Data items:
+--

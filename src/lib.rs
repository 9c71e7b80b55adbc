//! Quest Battle - deterministic idle-RPG combat engine
//!
//! Battles run on a simulated clock driven by a timeline of scheduled events.
//! The same seed, class and encounter produce the same outcome whether the
//! battle is stepped live, fast-forwarded offline or run by the simulator.

pub mod activity;
pub mod battle;
pub mod buffs;
pub mod character;
pub mod combat;
pub mod core;
pub mod procs;
pub mod profession;
pub mod simulator;
pub mod skills;

pub use battle::{BattleConfig, BattleResult, BattleSimulator, RunningBattle, Termination};
pub use core::offline::{FastForwardResult, OfflineFastForwardEngine};
pub use core::rng::RandomStream;
pub use profession::{Profession, ProfessionModule};
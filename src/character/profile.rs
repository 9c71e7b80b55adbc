use super::stats::{CharacterStats, EquipmentSource};
use crate::profession::Profession;
use serde::{Deserialize, Serialize};

/// The character-side inputs of a battle.
#[derive(Debug, Clone, PartialEq, Serialize, Deserialize)]
pub struct CharacterProfile {
    pub id: String,
    pub name: String,
    pub level: u32,
    pub profession: Profession,
    pub stats: CharacterStats,
}

impl CharacterProfile {
    pub fn new(id: impl Into<String>, name: impl Into<String>, profession: Profession) -> Self {
        Self {
            id: id.into(),
            name: name.into(),
            level: 1,
            profession,
            stats: CharacterStats::default(),
        }
    }

    pub fn with_level(mut self, level: u32) -> Self {
        self.level = level.max(1);
        self
    }

    pub fn with_stats(mut self, stats: CharacterStats) -> Self {
        self.stats = stats;
        self
    }

    /// Folds equipment bonuses into the stats. Looked up once, at setup.
    pub fn equipped(mut self, source: &dyn EquipmentSource) -> Self {
        let bonuses = source.bonuses_for(&self.id);
        self.stats = self.stats.with_equipment(&bonuses);
        self
    }
}

#[cfg(test)]
mod tests {
    use super::*;
    use crate::character::stats::{EquipmentBonuses, NoEquipment};

    struct FixedGear(EquipmentBonuses);

    impl EquipmentSource for FixedGear {
        fn bonuses_for(&self, _character_id: &str) -> EquipmentBonuses {
            self.0
        }
    }

    #[test]
    fn test_no_equipment_leaves_stats_unchanged() {
        let stats = CharacterStats::from_attributes(10, 10, 10, 10);
        let profile = CharacterProfile::new("c1", "Aria", Profession::Mage)
            .with_stats(stats)
            .equipped(&NoEquipment);
        assert_eq!(profile.stats, stats);
    }

    #[test]
    fn test_equipment_bonuses_applied() {
        let gear = FixedGear(EquipmentBonuses {
            attack_power: 25.0,
            haste_percent: 10.0,
            ..EquipmentBonuses::default()
        });
        let profile = CharacterProfile::new("c1", "Brann", Profession::Warrior).equipped(&gear);
        assert_eq!(profile.stats.attack_power, 25.0);
        assert_eq!(profile.stats.haste_percent, 10.0);
    }
}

+--

Check each line above for the string "Serialize" and copy those that have it.

use serde::{Deserialize, Serialize};
#[derive(Debug, Clone, PartialEq, Serialize, Deserialize)]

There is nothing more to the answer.